→ WHAT YOU SHOULD DO: Return, exactly and in full, the lines of the records below starting at the one with "size in place." and ending at the one with "pub const fn next_cursor(&self)", and no other lines.

→ DATA FOR PROCESSING:

//! Core types shared by the predicate builder, the order builder and SQL rendering.

use serde::Deserialize;

/// Comparison operators used by seek predicates.
#[derive(Debug, Clone, Copy, PartialEq, Eq)]
pub enum Operator {
    /// Equal: `=`
    Eq,
    /// Not equal: `!=`
    Ne,
    /// Greater than: `>`
    Gt,
    /// Greater than or equal: `>=`
    Gte,
    /// Less than: `<`
    Lt,
    /// Less than or equal: `<=`
    Lte,
}

impl Operator {
    /// SQL spelling of the operator.
    #[inline]
    #[must_use]
    pub const fn as_sql(self) -> &'static str {
        match self {
            Self::Eq => "=",
            Self::Ne => "!=",
            Self::Gt => ">",
            Self::Gte => ">=",
            Self::Lt => "<",
            Self::Lte => "<=",
        }
    }
}

/// Logical operators for compound filters.
#[derive(Debug, Clone, Copy, PartialEq, Eq)]
pub enum LogicalOp {
    /// All conditions must match: `AND`
    And,
    /// At least one condition must match: `OR`
    Or,
}

/// A filter expression that can be simple or compound.
#[derive(Debug, Clone, PartialEq)]
pub enum FilterExpr {
    /// A simple column comparison.
    Simple(Filter),
    /// A compound filter with logical operator.
    Compound(CompoundFilter),
}

/// A compound filter combining multiple expressions with a logical operator.
#[derive(Debug, Clone, PartialEq)]
pub struct CompoundFilter {
    /// How the children are joined.
    pub op: LogicalOp,
    /// Child expressions, in render order.
    pub filters: Vec<FilterExpr>,
}

impl CompoundFilter {
    /// Create an AND compound filter.
    #[must_use]
    pub const fn and(filters: Vec<FilterExpr>) -> Self {
        Self {
            op: LogicalOp::And,
            filters,
        }
    }

    /// Create an OR compound filter.
    #[must_use]
    pub const fn or(filters: Vec<FilterExpr>) -> Self {
        Self {
            op: LogicalOp::Or,
            filters,
        }
    }
}

/// Filter condition: `field op value`.
#[derive(Debug, Clone, PartialEq)]
pub struct Filter {
    /// Storage-qualified column name.
    pub field: String,
    /// Comparison operator.
    pub op: Operator,
    /// Right-hand side, always bound as a parameter.
    pub value: Value,
}

impl Filter {
    /// Create a new filter condition.
    pub fn new(field: impl Into<String>, op: Operator, value: Value) -> Self {
        Self {
            field: field.into(),
            op,
            value,
        }
    }
}

/// SQL parameter values, and the values carried by cursor tokens.
#[derive(Debug, Clone, PartialEq)]
pub enum Value {
    /// SQL `NULL`.
    Null,
    /// Boolean.
    Bool(bool),
    /// 64-bit signed integer.
    Int(i64),
    /// 64-bit float.
    Float(f64),
    /// Text.
    String(String),
}

/// Sort direction, applied uniformly to every key of a key set.
#[derive(Debug, Clone, Copy, PartialEq, Eq, Hash, Default, Deserialize)]
pub enum SortDir {
    /// Ascending: smallest first.
    #[serde(alias = "asc", alias = "ASC")]
    Asc,
    /// Descending: largest first.
    #[default]
    #[serde(alias = "desc", alias = "DESC")]
    Desc,
}

impl SortDir {
    /// Return the opposite direction.
    #[inline]
    #[must_use]
    pub const fn flip(self) -> Self {
        match self {
            Self::Asc => Self::Desc,
            Self::Desc => Self::Asc,
        }
    }

    /// SQL keyword for this direction.
    #[inline]
    #[must_use]
    pub const fn as_sql(self) -> &'static str {
        match self {
            Self::Asc => "ASC",
            Self::Desc => "DESC",
        }
    }
}

impl std::fmt::Display for SortDir {
    fn fmt(&self, f: &mut std::fmt::Formatter<'_>) -> std::fmt::Result {
        f.write_str(self.as_sql())
    }
}

/// Sort field with direction.
#[derive(Debug, Clone, PartialEq, Eq)]
pub struct SortField {
    /// Storage-qualified column name.
    pub field: String,
    /// Direction for this column.
    pub dir: SortDir,
}

impl SortField {
    /// Create a new sort field.
    pub fn new(field: impl Into<String>, dir: SortDir) -> Self {
        Self {
            field: field.into(),
            dir,
        }
    }

    /// Render as `column DIR`.
    #[must_use]
    pub fn to_sql(&self) -> String {
        format!("{} {}", self.field, self.dir)
    }
}

/// Render an ORDER BY body: comma-separated `column DIR` pairs.
///
/// ```
/// use mik_keyset::{SortDir, SortField, order_clause};
///
/// let sorts = [
///     SortField::new("users.created_at", SortDir::Desc),
///     SortField::new("users.id", SortDir::Desc),
/// ];
/// assert_eq!(order_clause(&sorts), "users.created_at DESC, users.id DESC");
/// ```
#[must_use]
pub fn order_clause(sorts: &[SortField]) -> String {
    sorts
        .iter()
        .map(SortField::to_sql)
        .collect::<Vec<_>>()
        .join(", ")
}

/// Which cursor side drives a pagination call.
#[derive(Debug, Clone, Copy, PartialEq, Eq, Hash)]
pub enum CursorDirection {
    /// Paginate forward (after the cursor).
    After,
    /// Paginate backward (before the cursor).
    Before,
}

/// Query result with SQL string and parameters.
#[derive(Debug, Clone, PartialEq)]
#[must_use = "QueryResult must be used to execute the query"]
pub struct QueryResult {
    /// Rendered SQL text with dialect placeholders.
    pub sql: String,
    /// Positional parameters, in placeholder order.
    pub params: Vec<Value>,
}

/// Helper function to create a simple filter expression.
pub fn simple(field: impl Into<String>, op: Operator, value: Value) -> FilterExpr {
    FilterExpr::Simple(Filter::new(field, op, value))
}

/// Helper function to create an AND compound filter.
#[must_use]
pub const fn and(filters: Vec<FilterExpr>) -> FilterExpr {
    FilterExpr::Compound(CompoundFilter::and(filters))
}

/// Helper function to create an OR compound filter.
#[must_use]
pub const fn or(filters: Vec<FilterExpr>) -> FilterExpr {
    FilterExpr::Compound(CompoundFilter::or(filters))
}
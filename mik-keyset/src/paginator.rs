//! The pagination orchestrator.

use std::convert::Infallible;

use log::{debug, trace, warn};

use crate::builder::{CursorDirection, FilterExpr, SortDir, SortField};
use crate::config::PaginatorConfig;
use crate::error::Error;
use crate::pagination::{
    Cursor, CursorCodec, CursorError, CursorFields, JsonCursorCodec, KeysetCondition, Page,
    build_order, post_process,
};
use crate::query::Query;
use crate::validate::first_invalid_column;

/// Options after defaults have been applied.
#[derive(Debug, Clone, PartialEq, Eq)]
pub struct ResolvedOptions {
    /// Model-level keys, never empty.
    pub keys: Vec<String>,
    /// Page size, always positive.
    pub limit: usize,
    /// Display direction.
    pub order: SortDir,
}

/// Everything a query needs for one page, computed before execution.
///
/// Use this directly when the query runs somewhere the [`Query`] trait cannot
/// reach (an async driver, a remote service), then hand the rows to
/// [`Paginator::finish`].
#[derive(Debug, Clone, PartialEq)]
pub struct PagePlan {
    /// Seek predicate; `None` on the first page.
    pub filter: Option<FilterExpr>,
    /// ORDER BY fields in the effective scan direction.
    pub sorts: Vec<SortField>,
    /// Rows to request: the page size plus the sentinel row.
    pub fetch_limit: usize,
    /// Active cursor side, if any.
    pub side: Option<CursorDirection>,
    /// Resolved options the plan was built from.
    pub options: ResolvedOptions,
}

/// Keyset paginator.
///
/// One instance serves one pagination request at a time; give each
/// concurrent request its own paginator.
///
/// ```
/// use mik_keyset::{Paginator, SortDir};
///
/// let paginator = Paginator::new()
///     .keys(["CreatedAt", "ID"])
///     .limit(20)
///     .order(SortDir::Desc);
///
/// let plan = paginator.plan("posts").unwrap();
/// assert!(plan.filter.is_none());
/// assert_eq!(plan.fetch_limit, 21);
/// assert_eq!(mik_keyset::order_clause(&plan.sorts), "posts.created_at DESC, posts.id DESC");
/// ```
#[derive(Debug, Clone, Default)]
pub struct Paginator<C = JsonCursorCodec> {
    config: PaginatorConfig,
    codec: C,
    cursor: Cursor,
    keys: Vec<String>,
    limit: Option<usize>,
    order: Option<SortDir>,
    next: Cursor,
}

impl Paginator {
    /// Create a paginator with default configuration and the JSON codec.
    #[must_use]
    pub fn new() -> Self {
        Self::default()
    }

    /// Create a paginator with explicit configuration and the JSON codec.
    #[must_use]
    pub fn with_config(config: PaginatorConfig) -> Self {
        Self {
            config,
            ..Self::default()
        }
    }
}

impl<C: CursorCodec> Paginator<C> {
    /// Swap the cursor codec, keeping every other setting.
    pub fn with_codec<C2: CursorCodec>(self, codec: C2) -> Paginator<C2> {
        Paginator {
            config: self.config,
            codec,
            cursor: self.cursor,
            keys: self.keys,
            limit: self.limit,
            order: self.order,
            next: self.next,
        }
    }

    /// Append sort keys (model field names). Order defines tie-break precedence.
    pub fn keys<I, K>(mut self, keys: I) -> Self
    where
        I: IntoIterator<Item = K>,
        K: Into<String>,
    {
        self.set_keys(keys);
        self
    }

    /// Set the page size. `0` means "use the default".
    pub fn limit(mut self, limit: usize) -> Self {
        self.limit = Some(limit);
        self
    }

    /// Set the display direction.
    pub fn order(mut self, order: SortDir) -> Self {
        self.order = Some(order);
        self
    }

    /// Page forward from `token`.
    pub fn after_cursor(mut self, token: impl Into<String>) -> Self {
        self.set_after_cursor(token);
        self
    }

    /// Page backward from `token`.
    pub fn before_cursor(mut self, token: impl Into<String>) -> Self {
        self.set_before_cursor(token);
        self
    }

    /// Replace both cursor tokens, e.g. with a [`Page`]'s next cursor.
    pub fn cursor(mut self, cursor: Cursor) -> Self {
        self.cursor = cursor;
        self
    }

    /// Append sort keys in place.
    pub fn set_keys<I, K>(&mut self, keys: I)
    where
        I: IntoIterator<Item = K>,
        K: Into<String>,
    {
        self.keys.extend(keys.into_iter().map(Into::into));
    }

    /// Set the page size in place.
    pub fn set_limit(&mut self, limit: usize) {
        self.limit = Some(limit);
    }

    /// Set the display direction in place.
    pub fn set_order(&mut self, order: SortDir) {
        self.order = Some(order);
    }

    /// Set the `after` token in place.
    pub fn set_after_cursor(&mut self, token: impl Into<String>) {
        self.cursor.after = Some(token.into());
    }

    /// Set the `before` token in place.
    pub fn set_before_cursor(&mut self, token: impl Into<String>) {
        self.cursor.before = Some(token.into());
    }

    /// Cursors produced by the last successful [`paginate`](Self::paginate)
    /// or [`finish`](Self::finish).
    pub const fn next_cursor(&self) -> &Cursor {
        &self.next
    }

    /// The configuration this paginator was built with.
    pub const fn config(&self) -> &PaginatorConfig {
        &self.config
    }

    /// Apply configured defaults to unset options.
    pub fn resolve_options(&self) -> ResolvedOptions {
        let keys = if self.keys.is_empty() {
            vec![self.config.default_key.clone()]
        } else {
            self.keys.clone()
        };

        let mut limit = match self.limit {
            Some(0) | None => self.config.default_limit,
            Some(limit) => limit,
        };
        if let Some(max) = self.config.max_limit
            && limit > max
        {
            warn!("keyset limit {limit} exceeds max_limit {max}, clamping");
            limit = max;
        }

        ResolvedOptions {
            keys,
            limit,
            order: self.order.unwrap_or(self.config.default_order),
        }
    }

    /// Build the predicate, order and fetch size for `table` without executing.
    pub fn plan(&self, table: &str) -> Result<PagePlan, Error> {
        let options = self.resolve_options();

        if self.cursor.is_ambiguous() {
            warn!("both after and before cursors set; using after");
        }
        let active = self.cursor.active();
        let side = active.map(|(side, _)| side);

        let columns: Vec<String> = options
            .keys
            .iter()
            .map(|key| self.config.column_naming.qualified(table, key))
            .collect();
        if let Some(column) = first_invalid_column(&columns) {
            return Err(Error::InvalidColumn(column.to_string()));
        }

        let filter = match active {
            Some((side, token)) => {
                let values = self.codec.decode(token, &options.keys)?;
                if !token.is_empty() && values.len() != columns.len() {
                    return Err(CursorError::ArityMismatch {
                        expected: columns.len(),
                        found: values.len(),
                    }
                    .into());
                }
                KeysetCondition::new(&columns, values, side, options.order)
                    .map(|cond| cond.to_filter_expr())
            },
            None => None,
        };

        debug!(
            "keyset plan: table={table} keys={:?} limit={} order={} side={side:?} seek={}",
            options.keys,
            options.limit,
            options.order,
            filter.is_some()
        );
        if let Some(expr) = &filter {
            trace!("keyset predicate columns: {:?}", expr.columns());
        }

        Ok(PagePlan {
            filter,
            sorts: build_order(&columns, options.order, side),
            fetch_limit: options.limit.saturating_add(1),
            side,
            options,
        })
    }

    /// Reshape rows fetched for `plan` into a page and record its next cursor.
    pub fn finish<T: CursorFields>(
        &mut self,
        plan: &PagePlan,
        rows: Vec<T>,
    ) -> Result<Page<T>, Error> {
        self.next = Cursor::new();
        let keys = &plan.options.keys;
        let codec = &self.codec;
        let page = post_process(rows, plan.options.limit, plan.side, |row| {
            codec.encode(row, keys)
        })?;
        self.next = page.cursor.clone();
        Ok(page)
    }

    /// Append the seek predicate, order and limit to `query`, execute it and
    /// reshape the result.
    ///
    /// A collaborator failure is returned as [`Error::Query`] unchanged.
    pub fn paginate<Q>(&mut self, query: &mut Q) -> Result<Page<Q::Row>, Error<Q::Error>>
    where
        Q: Query,
        Q::Row: CursorFields,
    {
        self.next = Cursor::new();
        let plan = self.plan(query.table()).map_err(Error::<Infallible>::widen)?;

        if let Some(expr) = &plan.filter {
            query.filter(expr.clone());
        }
        query.limit(plan.fetch_limit);
        query.order(&plan.sorts);

        let rows = query.select().map_err(Error::Query)?;
        self.finish(&plan, rows).map_err(Error::<Infallible>::widen)
    }
}
//! Paginator defaults, loaded from code or TOML.
//!
//! ```
//! use mik_keyset::{PaginatorConfig, SortDir};
//!
//! let config = PaginatorConfig::from_toml_str(
//!     r#"
//!     default_limit = 25
//!     default_order = "asc"
//!     max_limit = 100
//!     "#,
//! )
//! .unwrap();
//!
//! assert_eq!(config.default_limit, 25);
//! assert_eq!(config.default_order, SortDir::Asc);
//! assert_eq!(config.default_key, "ID");
//! ```

use serde::Deserialize;

use crate::builder::SortDir;
use crate::error::ConfigError;
use crate::naming::ColumnNaming;

/// Default page size.
pub const DEFAULT_LIMIT: usize = 10;

/// Default key: the primary identity field.
pub const DEFAULT_KEY: &str = "ID";

/// Explicit pagination defaults, passed to a [`Paginator`](crate::Paginator) at construction.
#[derive(Debug, Clone, PartialEq, Eq, Deserialize)]
#[serde(default, deny_unknown_fields)]
pub struct PaginatorConfig {
    /// Key used when no keys are set. Default `"ID"`.
    pub default_key: String,
    /// Page size used when no limit (or `0`) is set. Default `10`.
    pub default_limit: usize,
    /// Direction used when none is set. Default [`SortDir::Desc`].
    pub default_order: SortDir,
    /// Upper bound for caller-supplied limits. Default: unbounded.
    pub max_limit: Option<usize>,
    /// Key to column name mapping. Default [`ColumnNaming::Snake`].
    pub column_naming: ColumnNaming,
}

impl Default for PaginatorConfig {
    fn default() -> Self {
        Self {
            default_key: DEFAULT_KEY.to_string(),
            default_limit: DEFAULT_LIMIT,
            default_order: SortDir::Desc,
            max_limit: None,
            column_naming: ColumnNaming::Snake,
        }
    }
}

impl PaginatorConfig {
    /// Parse and validate a TOML document. Missing keys take their defaults.
    pub fn from_toml_str(source: &str) -> Result<Self, ConfigError> {
        let config: Self = toml::from_str(source)?;
        config.validate()?;
        Ok(config)
    }

    /// Check value ranges.
    pub fn validate(&self) -> Result<(), ConfigError> {
        if self.default_key.is_empty() {
            return Err(ConfigError::Invalid("default_key must not be empty".into()));
        }
        if self.default_limit == 0 {
            return Err(ConfigError::Invalid("default_limit must be positive".into()));
        }
        match self.max_limit {
            Some(0) => Err(ConfigError::Invalid("max_limit must be positive".into())),
            Some(max) if max < self.default_limit => Err(ConfigError::Invalid(format!(
                "max_limit ({max}) is below default_limit ({})",
                self.default_limit
            ))),
            _ => Ok(()),
        }
    }

    /// Set the default key.
    pub fn with_default_key(mut self, key: impl Into<String>) -> Self {
        self.default_key = key.into();
        self
    }

    /// Set the default page size.
    pub fn with_default_limit(mut self, limit: usize) -> Self {
        self.default_limit = limit;
        self
    }

    /// Set the default direction.
    pub fn with_default_order(mut self, order: SortDir) -> Self {
        self.default_order = order;
        self
    }

    /// Set the upper bound for caller-supplied limits.
    pub fn with_max_limit(mut self, max: usize) -> Self {
        self.max_limit = Some(max);
        self
    }

    /// Set the key to column mapping.
    pub fn with_column_naming(mut self, naming: ColumnNaming) -> Self {
        self.column_naming = naming;
        self
    }
}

→ ANSWER TO THIS EXERCISE:
    /// Set the page size in place.
    pub fn set_limit(&mut self, limit: usize) {
        self.limit = Some(limit);
    }

    /// Set the display direction in place.
    pub fn set_order(&mut self, order: SortDir) {
        self.order = Some(order);
    }

    /// Set the `after` token in place.
    pub fn set_after_cursor(&mut self, token: impl Into<String>) {
        self.cursor.after = Some(token.into());
    }

    /// Set the `before` token in place.
    pub fn set_before_cursor(&mut self, token: impl Into<String>) {
        self.cursor.before = Some(token.into());
    }

    /// Cursors produced by the last successful [`paginate`](Self::paginate)
    /// or [`finish`](Self::finish).
    pub const fn next_cursor(&self) -> &Cursor {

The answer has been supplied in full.